Okay, so that bugged me. I got an edge: Englewood High, yo. "What about the ones who aren't chosen? Do they just wind up working at Home Depot, or something?"

"From where I sit, it's a pretty sweet deal. The scholarships will eventually sort of fade out, but the candidate's file is destroyed, and they just move on with their lives, none the wiser. They miss out on the insanity; the attempts on your life, and the mad scientists and alternate dimensions..."

Yeah, about that ... "And time travel?" I ask.

"That, too. Not that I've ever done any, myself. The Agency has a special task force of heroes to deal with space-time anomalies."

"But it's a real thing. Like, people going into the past, or the future?"

"Not as much as you'd think. Nobody wants to take the chance of wiping themselves out of existence. Too risky - even for the bad guys."

I thought about telling him my experience at work the other day, but I decided against it. I've pretty much written the whole thing off to stress. Besides, I was still too focused on his "retirement" comment. I mean, you wanna live like common people, you wanna do whatever common people do, okay, fine, but...

"...why Denver?" I asked, looking at his upside-down face, as I was spotting him on the bench press. "You could've done anything. Gone anywhere.

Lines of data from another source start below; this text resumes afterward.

#![cfg_attr(feature = "fail-on-warnings", deny(warnings))]
#![warn(clippy::all, clippy::pedantic, clippy::nursery, clippy::cargo)]
#![allow(clippy::multiple_crate_versions, clippy::cargo_common_metadata)]

//! Title translation stage.
//!
//! Concatenates every merged CSV, deduplicates by product URL, drops rows
//! whose image no longer exists on disk, and translates the surviving
//! Japanese titles to English through [`google::GoogleTranslator`] —
//! fanned out across workers, backed by the persistent
//! [`TranslationCache`](photocard_dataset::TranslationCache) so a title is
//! translated at most once per cache lifetime.

pub mod google;
pub mod pipeline;

use std::path::Path;

use photocard_models::{MergedListing, dedupe_by_product_url};
use unicode_normalization::UnicodeNormalization as _;

pub use google::{GoogleTranslator, TitleTranslator};
pub use pipeline::{FLUSH_EVERY, run, translate_titles};

/// Errors that can occur during translation.
#[derive(Debug, thiserror::Error)]
pub enum TranslateError {
    /// An HTTP request to the translation endpoint failed.
    #[error("HTTP error: {0}")]
    Http(#[from] reqwest::Error),

    /// The translation response could not be parsed.
    #[error("Parse error: {message}")]
    Parse {
        /// Description of what went wrong.
        message: String,
    },

    /// Reading or writing a dataset file failed.
    #[error("Dataset error: {0}")]
    Dataset(#[from] photocard_dataset::DatasetError),
}

/// Normalizes an image path from a merged CSV.
///
/// Applies Unicode NFD normalization (matching how macOS filesystems store
/// Japanese file names) and strips the `@webp` marker so the path points at
/// the file as it exists on disk.
#[must_use]
pub fn clean_image_path(path: &str) -> String {
    path.nfd().collect::<String>().replace("@webp", "")
}

/// Loads every merged CSV in `csv_dir`, deduplicates by product URL (first
/// occurrence wins), normalizes image paths, and drops rows whose image no
/// longer exists on disk.
///
/// Unreadable files are logged and skipped.
///
/// # Errors
///
/// Returns [`TranslateError`] only if `csv_dir` itself cannot be listed.
pub fn load_merged_rows(csv_dir: &Path) -> Result<Vec<MergedListing>, TranslateError> {
    let mut rows = Vec::new();
    for path in photocard_dataset::csv::list_csv_files(csv_dir)? {
        match photocard_dataset::csv::read_merged(&path) {
            Ok(mut batch) => rows.append(&mut batch),
            Err(e) => log::warn!("Skipping {}: {e}", path.display()),
        }
    }

    let deduped = dedupe_by_product_url(rows);
    let total = deduped.len();

    let survivors: Vec<MergedListing> = deduped
        .into_iter()
        .filter_map(|mut row| {
            row.image_path = clean_image_path(&row.image_path);
            Path::new(&row.image_path).exists().then_some(row)
        })
        .collect();

    log::info!(
        "Loaded {} rows ({} dropped for missing images)",
        survivors.len(),
        total - survivors.len()
    );
    Ok(survivors)
}

#[cfg(test)]
mod tests {
    use super::*;

    #[test]
    fn strips_webp_marker() {
        assert_eq!(clean_image_path("images/phrase/3@webp"), "images/phrase/3");
        assert_eq!(clean_image_path("images/phrase/3.jpg"), "images/phrase/3.jpg");
    }

    #[test]
    fn applies_nfd_normalization() {
        // "ジ" as a precomposed code point becomes base katakana + combining
        // voiced sound mark under NFD.
        let cleaned = clean_image_path("images/\u{30B8}/1.jpg");
        assert_eq!(cleaned, "images/\u{30B7}\u{3099}/1.jpg");
    }
}
#![cfg_attr(feature = "fail-on-warnings", deny(warnings))]
#![warn(clippy::all, clippy::pedantic, clippy::nursery, clippy::cargo)]
#![allow(clippy::multiple_crate_versions)]

//! Shared record types for the photocard price pipeline.
//!
//! Every stage exchanges data through CSV files on disk; the structs here
//! are the rows of those files ([`Listing`] for scraper output,
//! [`MergedListing`] after image resolution, [`TrainingRow`] after
//! translation). Field order matters — it defines the CSV column order.

use serde::{Deserialize, Serialize};

/// One scraped marketplace item.
///
/// `price` is kept as the raw yen string exactly as displayed on the
/// listing card (e.g. `"1,200"`); nothing downstream parses it.
#[derive(Debug, Clone, PartialEq, Eq, Hash, Serialize, Deserialize)]
pub struct Listing {
    /// Listing title, as extracted from the thumbnail `aria-label`.
    pub title: String,
    /// Displayed price string.
    pub price: String,
    /// Thumbnail image URL.
    pub image_url: String,
    /// Absolute product page URL.
    pub product_url: String,
}

/// A [`Listing`] with its resolved local image file attached.
///
/// Produced by the merge stage; rows whose image could not be resolved
/// never become a `MergedListing`.
#[derive(Debug, Clone, PartialEq, Eq, Serialize, Deserialize)]
pub struct MergedListing {
    /// Listing title.
    pub title: String,
    /// Displayed price string.
    pub price: String,
    /// Thumbnail image URL.
    pub image_url: String,
    /// Absolute product page URL.
    pub product_url: String,
    /// Local path of the downloaded image.
    pub image_path: String,
}

impl MergedListing {
    /// Attaches a resolved image path to a scraped listing.
    #[must_use]
    pub fn from_listing(listing: Listing, image_path: String) -> Self {
        Self {
            title: listing.title,
            price: listing.price,
            image_url: listing.image_url,
            product_url: listing.product_url,
            image_path,
        }
    }
}

/// One row of the final training CSV.
#[derive(Debug, Clone, PartialEq, Eq, Serialize, Deserialize)]
pub struct TrainingRow {
    /// English translation of the listing title.
    pub translated_title: String,
    /// Displayed price string, carried through unchanged.
    pub price: String,
    /// Local path of the downloaded image.
    pub image_path: String,
}

/// Normalizes a search phrase into a filesystem-safe name.
///
/// ASCII spaces become underscores; everything else (including Japanese
/// text) passes through unchanged. The result names both the output CSV
/// (`<normalized>_mercari.csv`) and the per-phrase image directory.
#[must_use]
pub fn normalize_phrase(phrase: &str) -> String {
    phrase.replace(' ', "_")
}

/// Removes duplicate scraped listings, keeping the first occurrence.
///
/// Uniqueness is the full `(title, price, image_url, product_url)` tuple:
/// the same card relisted at a different price is a distinct row, but the
/// same card appearing in overlapping scroll batches is not.
#[must_use]
pub fn dedupe_scraped(listings: Vec<Listing>) -> Vec<Listing> {
    let mut seen = std::collections::HashSet::new();
    listings
        .into_iter()
        .filter(|listing| seen.insert(listing.clone()))
        .collect()
}

/// Removes duplicate merged listings by `product_url`, keeping the first
/// occurrence.
///
/// The same product shows up once per search phrase that matched it; for
/// training we want each product exactly once.
#[must_use]
pub fn dedupe_by_product_url(rows: Vec<MergedListing>) -> Vec<MergedListing> {
    let mut seen = std::collections::HashSet::new();
    rows.into_iter()
        .filter(|row| seen.insert(row.product_url.clone()))
        .collect()
}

Why here?"

He stood up and waved me to the bench. "Your turn."

Looking down at me from above the barbell, he lowered his voice and said, "Alright, keeping in mind that pretty much everything you know about me is top secret information, I'm gonna ask that you keep this to yourself. Not as a matter of national security, but as a personal favor to me." He accepted my grunt of compliance. "Have you ever heard of the Green Lama?"

Oooh, tough one. Obscure. Of course I have. "Wealthy American Jethro Dumont travels to Tibet to become a monk, winds up discovering all sorts of Buddha-riffic super powers. He was the token mystic for the Allied Force during double-u double-u two. Am I missing anything?" I sat up and awaited his point.

"Well, when the Allied Force turned into the Agency after the war, the 'Lama retired to the mountains just outside of Boulder. He lived the ascetic's life for a few years. The rumor among superheroes is that he made some amazing realization, that he witnessed the malphysical nature of the universe itself."

Huh. "More amazing than the ability to levitate? To cloud men's minds? So, what, you want to find him and become his pupil?"

He looked uncomfortable with this. "Yeah, I guess so."

"You think he's created some bad ass martial arts style or something?"

"No, it's nothing like that. It's just," he looked a little sad, just then, "doing what I did... you see some weird shit. It'd just be nice to get some perspective."

"So, you left the biz so you could become one with everything?" It came out harsher than I'd intended.

"It's not a religious pilgrimage or anything. Stupid, I know. Anyway, I'm over it. He pretty much dropped off the face of the Earth in the 70's, after a bunch of hippies came and tried to get him to set up an ashram. He could be dead, for all I know." He sort of faded out for a minute, there, lost in his thoughts. Then: "Hey, I'm not really feeling this. You want to get some margaritas or something?"

I most definitely was feeling it, so a drink sounded just fine to me. Enough margaritas will bring about their own kind of enlightenment.